■ **The problem**: Determine the number of lines below that contain "Parser". Write nothing but that number.
Top of Records for this task
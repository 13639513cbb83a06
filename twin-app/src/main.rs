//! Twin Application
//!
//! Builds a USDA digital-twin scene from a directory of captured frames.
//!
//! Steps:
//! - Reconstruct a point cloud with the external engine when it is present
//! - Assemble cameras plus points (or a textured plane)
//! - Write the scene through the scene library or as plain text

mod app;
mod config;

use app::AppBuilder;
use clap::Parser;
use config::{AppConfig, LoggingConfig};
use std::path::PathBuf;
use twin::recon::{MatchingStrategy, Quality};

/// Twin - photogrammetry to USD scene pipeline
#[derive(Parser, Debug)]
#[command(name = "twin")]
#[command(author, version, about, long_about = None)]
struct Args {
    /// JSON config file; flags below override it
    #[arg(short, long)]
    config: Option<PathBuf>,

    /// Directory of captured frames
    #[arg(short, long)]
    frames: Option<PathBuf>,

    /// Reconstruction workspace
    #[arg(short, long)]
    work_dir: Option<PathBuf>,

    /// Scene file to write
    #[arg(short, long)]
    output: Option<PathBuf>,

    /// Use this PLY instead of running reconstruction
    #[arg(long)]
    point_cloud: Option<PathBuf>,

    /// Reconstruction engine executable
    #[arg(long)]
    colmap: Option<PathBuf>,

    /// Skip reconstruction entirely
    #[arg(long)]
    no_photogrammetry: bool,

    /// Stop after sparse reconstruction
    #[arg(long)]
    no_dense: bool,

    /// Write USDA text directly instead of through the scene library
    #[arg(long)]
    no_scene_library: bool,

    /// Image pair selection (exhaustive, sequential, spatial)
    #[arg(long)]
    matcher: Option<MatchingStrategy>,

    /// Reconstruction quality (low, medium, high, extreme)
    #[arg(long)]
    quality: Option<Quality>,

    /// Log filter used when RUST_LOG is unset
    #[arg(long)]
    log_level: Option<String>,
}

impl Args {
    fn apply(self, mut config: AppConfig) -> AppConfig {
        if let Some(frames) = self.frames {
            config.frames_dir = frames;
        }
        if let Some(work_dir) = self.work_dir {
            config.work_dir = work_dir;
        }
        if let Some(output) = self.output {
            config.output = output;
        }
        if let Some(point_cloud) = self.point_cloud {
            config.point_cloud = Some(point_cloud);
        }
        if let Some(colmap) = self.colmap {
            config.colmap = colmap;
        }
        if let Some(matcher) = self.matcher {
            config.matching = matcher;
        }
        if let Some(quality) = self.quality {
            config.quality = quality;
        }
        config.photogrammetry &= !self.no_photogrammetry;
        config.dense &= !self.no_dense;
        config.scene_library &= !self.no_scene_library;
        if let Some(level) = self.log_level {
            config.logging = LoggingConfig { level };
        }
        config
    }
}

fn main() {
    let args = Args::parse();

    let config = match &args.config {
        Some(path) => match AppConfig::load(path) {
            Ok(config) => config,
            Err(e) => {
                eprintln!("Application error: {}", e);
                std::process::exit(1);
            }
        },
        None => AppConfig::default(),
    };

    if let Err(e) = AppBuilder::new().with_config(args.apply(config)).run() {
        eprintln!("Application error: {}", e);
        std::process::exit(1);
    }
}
Bottom of Records for this task
Top of Records for this task
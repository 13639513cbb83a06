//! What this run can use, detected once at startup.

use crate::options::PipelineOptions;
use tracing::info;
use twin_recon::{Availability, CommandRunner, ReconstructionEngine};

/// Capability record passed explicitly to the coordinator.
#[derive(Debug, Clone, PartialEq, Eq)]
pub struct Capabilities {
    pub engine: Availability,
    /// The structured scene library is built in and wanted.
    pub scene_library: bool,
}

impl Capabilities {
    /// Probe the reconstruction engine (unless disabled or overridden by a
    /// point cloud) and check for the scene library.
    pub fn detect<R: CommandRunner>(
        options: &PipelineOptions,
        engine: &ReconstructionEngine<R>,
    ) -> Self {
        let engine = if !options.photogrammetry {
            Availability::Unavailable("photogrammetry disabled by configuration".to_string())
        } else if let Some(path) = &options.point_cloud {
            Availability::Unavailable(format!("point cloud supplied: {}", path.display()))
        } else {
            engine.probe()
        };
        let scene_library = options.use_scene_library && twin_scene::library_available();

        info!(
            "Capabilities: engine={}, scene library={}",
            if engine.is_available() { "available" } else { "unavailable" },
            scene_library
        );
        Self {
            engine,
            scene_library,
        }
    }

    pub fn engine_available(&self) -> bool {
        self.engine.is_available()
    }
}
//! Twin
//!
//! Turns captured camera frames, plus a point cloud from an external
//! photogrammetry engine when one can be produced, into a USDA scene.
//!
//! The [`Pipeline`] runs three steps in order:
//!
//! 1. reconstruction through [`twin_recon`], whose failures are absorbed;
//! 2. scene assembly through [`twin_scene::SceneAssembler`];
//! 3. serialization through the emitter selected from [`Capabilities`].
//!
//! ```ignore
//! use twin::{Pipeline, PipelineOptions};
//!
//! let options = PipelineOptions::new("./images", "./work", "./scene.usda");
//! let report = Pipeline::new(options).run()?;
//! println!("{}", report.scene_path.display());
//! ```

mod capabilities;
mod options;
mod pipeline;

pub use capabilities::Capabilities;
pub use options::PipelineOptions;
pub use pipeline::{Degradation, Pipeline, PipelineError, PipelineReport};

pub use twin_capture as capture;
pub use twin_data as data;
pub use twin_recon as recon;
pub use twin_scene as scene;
Bottom of Records for this task
■ **Task result**: 2